In 1886, a boy out hunting accidentally shot and killed his father. Horrified by what he’d done, and too guilty to tell his mother and sister, he decided he’d rather disappear instead. Enter the hole—and enter Royal Abbott into 1968, which is when he burst out of the ground (knocking over a young Wayne Tillerson, who was lurking by the edge). Royal made his way to the nearby ranch owned by Cecilia’s family, and they promptly took him in; presumably, that’s when Royal and Cecilia’s romance began.

Royal Abbott looks pretty damn good for being, like, 150 years old. This glimpse of the past also explains a bit more about why Wayne is so fixated on the hole, too.

Autumn is Amy

Photo: Richard Foreman/Prime Video

After Amy goes off with Rebecca to parts unknown, and after Royal and Autumn nearly kill each other in a car chase gun battle that also involves a buffalo stampede, Royal realizes Autumn is Amy. (Paradoxes be damned: the two characters do actually interact in an earlier episode, and it’s unclear if either or both realized she was talking to herself.) Somehow, the granddaughter he knew to be a precocious eight-year-old is this deeply unhinged 20-something with intricate ideas about fate and destiny, a mysterious trust fund bankrolling her mostly off-the-grid lifestyle, and a deep desire to possess Abbott Ranch, even if it means killing Royal.
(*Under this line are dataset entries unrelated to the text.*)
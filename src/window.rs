//! History window configuration and ring buffer for the ChimpN codecs.

use crate::error::{Error, Result};
use crate::word::Word;

/// Number of previous values a ChimpN codec can reference.
///
/// Always a power of two, so a slot is named by exactly `log2(size)` bits.
/// Encoder and decoder must be built with the same window; the stream does
/// not record it.
#[derive(Debug, Clone, Copy, PartialEq, Eq, Hash)]
pub struct Window {
    log2: u8,
}

impl Window {
    /// Largest supported window.
    pub const MAX_SIZE: usize = 1 << 12;

    /// The 128-value window used by Chimp128.
    pub const DEFAULT: Window = Window { log2: 7 };

    /// Creates a window of `size` values.
    ///
    /// Returns [`Error::InvalidWindow`] unless `size` is a power of two no
    /// larger than [`Window::MAX_SIZE`].
    pub fn new(size: usize) -> Result<Self> {
        if !size.is_power_of_two() || size > Self::MAX_SIZE {
            return Err(Error::InvalidWindow(size));
        }
        Ok(Self {
            log2: size.trailing_zeros() as u8,
        })
    }

    /// Number of values in the window.
    #[inline]
    pub fn size(self) -> usize {
        1 << self.log2
    }

    /// Width of the slot field.
    #[inline]
    pub fn log2(self) -> u8 {
        self.log2
    }

    /// Trailing-zero threshold for words of type `W` with this window.
    #[inline]
    pub fn threshold<W: Word>(self) -> u8 {
        W::THRESHOLD + self.log2
    }
}

impl Default for Window {
    fn default() -> Self {
        Self::DEFAULT
    }
}

impl TryFrom<usize> for Window {
    type Error = Error;

    fn try_from(size: usize) -> Result<Self> {
        Self::new(size)
    }
}

/// Ring buffer of the most recent words; `cursor` holds the newest one.
#[derive(Debug, Clone)]
pub(crate) struct History<W> {
    slots: Vec<W>,
    cursor: usize,
}

impl<W: Word> History<W> {
    pub(crate) fn new(window: Window) -> Self {
        Self {
            slots: vec![W::default(); window.size()],
            cursor: 0,
        }
    }

    /// Stores the first word of a block in slot 0.
    pub(crate) fn seed(&mut self, word: W) {
        self.cursor = 0;
        self.slots[0] = word;
    }

    /// Appends a word, overwriting the oldest slot.
    #[inline]
    pub(crate) fn push(&mut self, word: W) {
        self.cursor = (self.cursor + 1) & (self.slots.len() - 1);
        self.slots[self.cursor] = word;
    }

    /// Slot holding the most recent word.
    #[inline]
    pub(crate) fn cursor(&self) -> usize {
        self.cursor
    }

    #[inline]
    pub(crate) fn latest(&self) -> W {
        self.slots[self.cursor]
    }

    #[inline]
    pub(crate) fn get(&self, slot: usize) -> W {
        self.slots[slot]
    }
}
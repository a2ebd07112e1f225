//! Defines the data models for tradable derivatives markets.
//!
//! This module contains the `Market` record published by an exchange's
//! market catalog and `MarketIndex`, the in-memory lookup built from it.

use log::warn;
use serde::{Deserialize, Serialize};
use std::collections::HashMap;

/// How a contract is margined and settled.
#[derive(Debug, Clone, Copy, PartialEq, Eq, Hash, Serialize, Deserialize)]
#[serde(rename_all = "lowercase")]
pub enum ContractType {
    /// Quoted and settled in the quote currency (e.g. BTCUSDT).
    Linear,
    /// Quoted in USD, settled in the base coin (e.g. BTCUSD).
    Inverse,
    Option,
}

impl ContractType {
    pub fn as_str(&self) -> &'static str {
        match self {
            ContractType::Linear => "linear",
            ContractType::Inverse => "inverse",
            ContractType::Option => "option",
        }
    }
}

/// A tradable instrument as listed by the exchange.
#[derive(Debug, Clone, PartialEq, Eq, Serialize, Deserialize)]
pub struct Market {
    /// Exchange-side identifier sent on the wire (e.g. "BTCUSDT").
    id: String,

    /// Unified symbol (e.g. "BTC/USDT:USDT").
    symbol: String,

    base: String,
    quote: String,

    /// Currency the contract settles in (e.g. "USDT", "USDC", "BTC").
    settle: String,

    contract_type: ContractType,
}

impl Market {
    /// Creates a new Market.
    ///
    /// # Arguments
    ///
    /// * `id` - The exchange-side identifier.
    /// * `symbol` - The unified symbol.
    /// * `base` - The base currency.
    /// * `quote` - The quote currency.
    /// * `settle` - The settlement currency.
    /// * `contract_type` - Linear, inverse or option.
    pub fn new(
        id: impl Into<String>,
        symbol: impl Into<String>,
        base: impl Into<String>,
        quote: impl Into<String>,
        settle: impl Into<String>,
        contract_type: ContractType,
    ) -> Self {
        Self {
            id: id.into(),
            symbol: symbol.into(),
            base: base.into(),
            quote: quote.into(),
            settle: settle.into(),
            contract_type,
        }
    }

    pub fn id(&self) -> &str {
        &self.id
    }

    pub fn symbol(&self) -> &str {
        &self.symbol
    }

    pub fn base(&self) -> &str {
        &self.base
    }

    pub fn quote(&self) -> &str {
        &self.quote
    }

    pub fn settle(&self) -> &str {
        &self.settle
    }

    pub fn contract_type(&self) -> ContractType {
        self.contract_type
    }

    pub fn is_linear(&self) -> bool {
        self.contract_type == ContractType::Linear
    }

    pub fn is_inverse(&self) -> bool {
        self.contract_type == ContractType::Inverse
    }

    pub fn is_option(&self) -> bool {
        self.contract_type == ContractType::Option
    }

    /// Case-insensitive check of the settlement currency.
    pub fn settles_in(&self, currency: &str) -> bool {
        self.settle.eq_ignore_ascii_case(currency)
    }
}

/// Markets indexed by unified symbol, with a secondary index on exchange id.
#[derive(Debug, Clone, Default)]
pub struct MarketIndex {
    by_symbol: HashMap<String, Market>,
    symbol_by_id: HashMap<String, String>,
}

impl MarketIndex {
    pub fn new() -> Self {
        Self::default()
    }

    /// Adds a market. The first market registered under a symbol wins.
    ///
    /// Returns `false` when the symbol was already taken.
    pub fn insert(&mut self, market: Market) -> bool {
        if self.by_symbol.contains_key(market.symbol()) {
            warn!(
                "Duplicate market symbol {} (id {}), keeping the first listing",
                market.symbol(),
                market.id()
            );
            return false;
        }
        self.symbol_by_id
            .entry(market.id().to_string())
            .or_insert_with(|| market.symbol().to_string());
        self.by_symbol.insert(market.symbol().to_string(), market);
        true
    }

    /// Resolves a unified symbol first, then an exchange id.
    pub fn get(&self, symbol_or_id: &str) -> Option<&Market> {
        self.by_symbol.get(symbol_or_id).or_else(|| {
            self.symbol_by_id
                .get(symbol_or_id)
                .and_then(|symbol| self.by_symbol.get(symbol))
        })
    }

    pub fn len(&self) -> usize {
        self.by_symbol.len()
    }

    pub fn is_empty(&self) -> bool {
        self.by_symbol.is_empty()
    }

    pub fn iter(&self) -> impl Iterator<Item = &Market> {
        self.by_symbol.values()
    }
}

impl FromIterator<Market> for MarketIndex {
    fn from_iter<I: IntoIterator<Item = Market>>(iter: I) -> Self {
        let mut index = MarketIndex::new();
        for market in iter {
            index.insert(market);
        }
        index
    }
}
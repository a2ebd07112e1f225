mod args;

use anyhow::{Context, Result};
use args::{Args, Command};
use clap::Parser;
use exchange_gateway::{BybitExtend, BybitRest, HarnessConfig};
use log::info;
use trading::{AccountProbe, MarketCatalog, Params};

#[tokio::main]
async fn main() -> Result<()> {
    env_logger::Builder::from_env(env_logger::Env::default().default_filter_or("info")).init();
    let args = Args::parse();

    let mut config = HarnessConfig::load(&args.config)
        .with_context(|| format!("loading {}", args.config.display()))?;
    if let Some(sandbox) = args.sandbox_override() {
        let settings = config.bybit().clone().with_sandbox(sandbox);
        *config.bybit_mut() = settings;
    }

    let credentials = config.bybit_api().ok().cloned();
    let rest = BybitRest::new(config.bybit(), credentials)?;
    info!("Using Bybit REST host {}", rest.base_url());

    match args.command {
        Command::SetLeverage {
            buy,
            sell,
            symbol,
            params,
        } => {
            let mut exchange = BybitExtend::new(rest);
            if let Some(default_symbol) = config.bybit().default_symbol() {
                exchange = exchange.with_default_symbol(default_symbol);
            }
            let params: Params = params.into_iter().collect();

            let response = exchange
                .set_buy_and_sell_leverage(buy, sell, symbol.as_deref(), params)
                .await
                .map_err(|e| {
                    let stage = if e.is_validation() {
                        "rejected before sending"
                    } else {
                        "failed at the exchange"
                    };
                    anyhow::Error::new(e).context(format!("set-leverage {}", stage))
                })?;
            println!("{}", serde_json::to_string_pretty(&response)?);
        }
        Command::Markets { settle } => {
            rest.load_markets(false).await?;
            let mut markets = rest.markets();
            if let Some(settle) = settle.as_deref() {
                markets.retain(|m| m.settles_in(settle));
            }
            markets.sort_by(|a, b| a.symbol().cmp(b.symbol()));
            for market in &markets {
                println!(
                    "{:<28} {:<24} {:<8} {:<6} {:<6} {}",
                    market.symbol(),
                    market.id(),
                    market.contract_type().as_str(),
                    market.base(),
                    market.quote(),
                    market.settle()
                );
            }
            info!("{} markets listed", markets.len());
        }
        Command::Capabilities => {
            let capabilities = rest.capabilities().await?;
            println!("{}", serde_json::to_string_pretty(&capabilities)?);
        }
    }

    Ok(())
}
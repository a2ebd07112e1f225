pub mod account;
pub mod leverage;
pub mod market;
pub mod params;

pub use account::AccountCapabilities;
pub use leverage::{Leverage, LeveragePair};
pub use market::{ContractType, Market, MarketIndex};
pub use params::Params;
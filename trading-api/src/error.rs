//! Error type shared by exchange clients.

use thiserror::Error;

/// Errors raised while building or sending an exchange request.
///
/// Validation variants are produced before anything touches the network.
/// Transport and exchange variants carry whatever the remote side reported.
#[derive(Error, Debug)]
pub enum ExchangeError {
    /// No symbol was passed and no default market is configured.
    #[error("{operation}() requires a symbol argument")]
    MissingSymbol { operation: &'static str },

    /// The symbol does not resolve to any loaded market.
    #[error("market {0} not found")]
    MarketNotFound(String),

    /// A market lookup happened before the catalog was loaded.
    #[error("markets not loaded, call load_markets() first")]
    MarketsNotLoaded,

    /// The account mode or market type cannot serve this request.
    #[error("{0}")]
    NotSupported(String),

    #[error("invalid leverage {0}: expected a finite number greater than zero")]
    InvalidLeverage(String),

    /// The endpoint carries a single leverage field but buy and sell differ.
    #[error("{endpoint} takes a single leverage value, got buy {buy} and sell {sell}")]
    AsymmetricLeverage {
        endpoint: String,
        buy: String,
        sell: String,
    },

    /// A private endpoint was called without API credentials.
    #[error("{0} requires API credentials")]
    MissingCredentials(String),

    /// The exchange rejected the request with a business error code.
    #[error("exchange error {code}: {message}")]
    Exchange { code: i64, message: String },

    #[error("transport error: {0}")]
    Transport(#[source] Box<dyn std::error::Error + Send + Sync>),

    #[error("JSON error: {0}")]
    Json(#[from] serde_json::Error),

    #[error("malformed response: {0}")]
    MalformedResponse(String),
}

impl ExchangeError {
    /// Wraps an error raised by the HTTP layer.
    pub fn transport(err: impl std::error::Error + Send + Sync + 'static) -> Self {
        Self::Transport(Box::new(err))
    }

    /// True for errors raised locally, before any request was sent.
    pub fn is_validation(&self) -> bool {
        matches!(
            self,
            Self::MissingSymbol { .. }
                | Self::MarketNotFound(_)
                | Self::MarketsNotLoaded
                | Self::NotSupported(_)
                | Self::InvalidLeverage(_)
                | Self::AsymmetricLeverage { .. }
                | Self::MissingCredentials(_)
        )
    }
}

/// A specialized Result type for exchange operations.
pub type Result<T> = std::result::Result<T, ExchangeError>;

#[cfg(test)]
mod tests {
    use super::*;

    #[test]
    fn test_validation_classification() {
        assert!(ExchangeError::MissingSymbol { operation: "x" }.is_validation());
        assert!(ExchangeError::NotSupported("nope".into()).is_validation());
        assert!(
            !ExchangeError::Exchange {
                code: 10001,
                message: "params error".into()
            }
            .is_validation()
        );
    }

    #[test]
    fn test_missing_symbol_message() {
        let err = ExchangeError::MissingSymbol {
            operation: "set_buy_and_sell_leverage",
        };
        assert_eq!(
            err.to_string(),
            "set_buy_and_sell_leverage() requires a symbol argument"
        );
    }
}
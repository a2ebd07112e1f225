use clap::{Parser, Subcommand};
use serde_json::Value;
use std::path::PathBuf;
use trading::Leverage;

#[derive(Parser, Debug, Clone)]
#[command(author, version, about, long_about = None)]
pub struct Args {
    /// Harness configuration file (YAML or TOML)
    #[arg(long, default_value = "config.yaml")]
    pub config: PathBuf,

    /// Force the testnet host regardless of configuration
    #[arg(long, conflicts_with = "mainnet")]
    pub sandbox: bool,

    /// Force the mainnet host regardless of configuration
    #[arg(long)]
    pub mainnet: bool,

    #[command(subcommand)]
    pub command: Command,
}

impl Args {
    /// Host selection from the flags, if any was given.
    pub fn sandbox_override(&self) -> Option<bool> {
        match (self.sandbox, self.mainnet) {
            (true, _) => Some(true),
            (_, true) => Some(false),
            _ => None,
        }
    }
}

#[derive(Subcommand, Debug, Clone)]
pub enum Command {
    /// Set buy and sell leverage on a Bybit market
    SetLeverage {
        /// Leverage for long positions
        #[arg(long)]
        buy: Leverage,

        /// Leverage for short positions
        #[arg(long)]
        sell: Leverage,

        /// Unified symbol or exchange id; defaults to bybit.default_symbol
        #[arg(long)]
        symbol: Option<String>,

        /// Extra request field as key=value, repeatable. Values are parsed as
        /// JSON when possible, otherwise sent as strings.
        #[arg(long = "param", value_parser = parse_param)]
        params: Vec<(String, Value)>,
    },

    /// List loaded Bybit markets
    Markets {
        /// Only show markets settled in this currency
        #[arg(long)]
        settle: Option<String>,
    },

    /// Show the account's unified margin / unified trading account flags
    Capabilities,
}

pub fn parse_param(raw: &str) -> Result<(String, Value), String> {
    let (key, value) = raw
        .split_once('=')
        .ok_or_else(|| format!("expected key=value, got '{raw}'"))?;
    if key.is_empty() {
        return Err(format!("empty key in '{raw}'"));
    }
    let value = serde_json::from_str(value).unwrap_or_else(|_| Value::String(value.to_string()));
    Ok((key.to_string(), value))
}

#[cfg(test)]
mod tests {
    use super::*;
    use serde_json::json;

    #[test]
    fn test_parse_param() {
        assert_eq!(
            parse_param("category=linear").unwrap(),
            ("category".to_string(), json!("linear"))
        );
        assert_eq!(
            parse_param("positionIdx=1").unwrap(),
            ("positionIdx".to_string(), json!(1))
        );
        assert!(parse_param("novalue").is_err());
        assert!(parse_param("=x").is_err());
    }

    #[test]
    fn test_set_leverage_args() {
        let args = Args::try_parse_from([
            "exchange-harness",
            "--sandbox",
            "set-leverage",
            "--buy",
            "30",
            "--sell",
            "20.0",
            "--symbol",
            "ETHUSDT",
            "--param",
            "positionIdx=1",
        ])
        .unwrap();

        assert_eq!(args.sandbox_override(), Some(true));
        match args.command {
            Command::SetLeverage {
                buy,
                sell,
                symbol,
                params,
            } => {
                assert_eq!(buy.to_wire_string(), "30");
                assert_eq!(sell.to_wire_string(), "20");
                assert_eq!(symbol.as_deref(), Some("ETHUSDT"));
                assert_eq!(params.len(), 1);
            }
            other => panic!("unexpected command {:?}", other),
        }
    }

    #[test]
    fn test_rejects_non_positive_leverage() {
        let parsed = Args::try_parse_from([
            "exchange-harness",
            "set-leverage",
            "--buy",
            "0",
            "--sell",
            "10",
        ]);
        assert!(parsed.is_err());
    }
}
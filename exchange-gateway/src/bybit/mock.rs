//! In-memory Bybit client for exercising request routing without a network.

use super::endpoint::Endpoint;
use async_trait::async_trait;
use serde_json::{json, Value};
use std::sync::atomic::{AtomicUsize, Ordering};
use std::sync::{Mutex, PoisonError};
use trading::{
    AccountCapabilities, AccountProbe, EndpointInvoker, ExchangeError, Market, MarketCatalog,
    MarketIndex, Params, Result,
};

/// Serves a fixed market list and account mode, and records every invoked
/// endpoint instead of sending it.
pub struct MockBybit {
    markets: MarketIndex,
    capabilities: AccountCapabilities,
    response: Value,
    rejection: Option<(i64, String)>,
    loads: AtomicUsize,
    calls: Mutex<Vec<(Endpoint, Params)>>,
}

impl MockBybit {
    pub fn new(capabilities: AccountCapabilities) -> Self {
        Self {
            markets: MarketIndex::new(),
            capabilities,
            response: json!({"retCode": 0, "retMsg": "OK", "result": {}}),
            rejection: None,
            loads: AtomicUsize::new(0),
            calls: Mutex::new(Vec::new()),
        }
    }

    pub fn with_market(mut self, market: Market) -> Self {
        self.markets.insert(market);
        self
    }

    /// Body returned by every invocation.
    pub fn with_response(mut self, response: Value) -> Self {
        self.response = response;
        self
    }

    /// Makes every invocation fail with an exchange error code.
    pub fn with_exchange_error(mut self, code: i64, message: impl Into<String>) -> Self {
        self.rejection = Some((code, message.into()));
        self
    }

    pub fn calls(&self) -> Vec<(Endpoint, Params)> {
        self.calls
            .lock()
            .unwrap_or_else(PoisonError::into_inner)
            .clone()
    }

    pub fn load_count(&self) -> usize {
        self.loads.load(Ordering::SeqCst)
    }
}

#[async_trait]
impl MarketCatalog for MockBybit {
    async fn load_markets(&self, _reload: bool) -> Result<usize> {
        self.loads.fetch_add(1, Ordering::SeqCst);
        Ok(self.markets.len())
    }

    fn market(&self, symbol: &str) -> Result<Market> {
        if self.load_count() == 0 {
            return Err(ExchangeError::MarketsNotLoaded);
        }
        self.markets
            .get(symbol)
            .cloned()
            .ok_or_else(|| ExchangeError::MarketNotFound(symbol.to_string()))
    }
}

#[async_trait]
impl AccountProbe for MockBybit {
    async fn capabilities(&self) -> Result<AccountCapabilities> {
        Ok(self.capabilities)
    }
}

#[async_trait]
impl EndpointInvoker for MockBybit {
    type Endpoint = Endpoint;

    async fn invoke(&self, endpoint: Endpoint, params: Params) -> Result<Value> {
        self.calls
            .lock()
            .unwrap_or_else(PoisonError::into_inner)
            .push((endpoint, params));

        match &self.rejection {
            Some((code, message)) => Err(ExchangeError::Exchange {
                code: *code,
                message: message.clone(),
            }),
            None => Ok(self.response.clone()),
        }
    }
}
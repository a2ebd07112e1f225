pub mod account_probe;
pub mod endpoint_invoker;
pub mod market_catalog;

pub use account_probe::AccountProbe;
pub use endpoint_invoker::EndpointInvoker;
pub use market_catalog::MarketCatalog;
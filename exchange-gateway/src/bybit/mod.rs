//! Bybit client extension adding asymmetric buy/sell leverage.

use log::info;
use serde_json::Value;
use trading::{
    AccountProbe, EndpointInvoker, ExchangeError, Leverage, LeveragePair, MarketCatalog, Params,
    Result,
};

pub mod endpoint;
pub mod mock;
pub mod parser;
pub mod rest;
pub mod router;
pub mod signing;

pub use endpoint::Endpoint;
pub use rest::BybitRest;
pub use router::{Category, LeverageRoute};

#[cfg(test)]
mod tests;

const SET_LEVERAGE: &str = "set_buy_and_sell_leverage";

/// Wraps a Bybit client and adds `set_buy_and_sell_leverage`.
///
/// The wrapped client supplies the market catalog, the account mode probe
/// and the signed transport; this type only decides where the request goes
/// and what it contains.
pub struct BybitExtend<C> {
    client: C,
    default_symbol: Option<String>,
}

impl<C> BybitExtend<C>
where
    C: MarketCatalog + AccountProbe + EndpointInvoker<Endpoint = Endpoint>,
{
    pub fn new(client: C) -> Self {
        Self {
            client,
            default_symbol: None,
        }
    }

    /// Market used when a call passes no symbol.
    pub fn with_default_symbol(mut self, symbol: impl Into<String>) -> Self {
        self.default_symbol = Some(symbol.into());
        self
    }

    pub fn client(&self) -> &C {
        &self.client
    }

    /// Sets separate leverage for the buy and sell side of a market.
    ///
    /// WARNING: raising leverage moves the liquidation price of open isolated
    /// positions closer to the mark price.
    ///
    /// # Arguments
    ///
    /// * `buy_leverage` - Leverage for long positions.
    /// * `sell_leverage` - Leverage for short positions.
    /// * `symbol` - Unified symbol or exchange id; falls back to the default market.
    /// * `params` - Extra fields merged over the computed request, winning on collision.
    ///
    /// # Returns
    ///
    /// * `Value` - The exchange response, unmodified.
    pub async fn set_buy_and_sell_leverage(
        &self,
        buy_leverage: Leverage,
        sell_leverage: Leverage,
        symbol: Option<&str>,
        params: Params,
    ) -> Result<Value> {
        let symbol = self.required_symbol(symbol)?;

        self.client.load_markets(false).await?;
        let market = self.client.market(symbol)?;
        let capabilities = self.client.capabilities().await?;

        let route = LeverageRoute::resolve(&market, capabilities)?;
        let request = route
            .request(&market, LeveragePair::new(buy_leverage, sell_leverage))?
            .extend(params);

        info!(
            "Setting leverage on {} via {}: buy {} sell {}",
            market.id(),
            route.endpoint(),
            buy_leverage,
            sell_leverage
        );
        self.client.invoke(route.endpoint(), request).await
    }

    fn required_symbol<'a>(&'a self, symbol: Option<&'a str>) -> Result<&'a str> {
        symbol
            .or(self.default_symbol.as_deref())
            .ok_or(ExchangeError::MissingSymbol {
                operation: SET_LEVERAGE,
            })
    }
}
Especially if if means killing Royal.

The family connection is what makes Royal save her and apparently forgive her; the season two trailer hints that she’s on good terms with Cecilia and Royal—as well as still with Billy, who was implied to be dead at the end of season one, but is somehow still alive? (Also still alive, per the trailer: Wayne, who had a debilitating stroke in season one, as well as Luke, who got trampled by that buffalo stampede.)

Outer Range season one surely had some missing pieces, but we’re ready to fill them in—or not—when it returns for season two. It’ll premiere May 16 on Prime Video; you can watch season one now. The soundtrack is killer, by the way.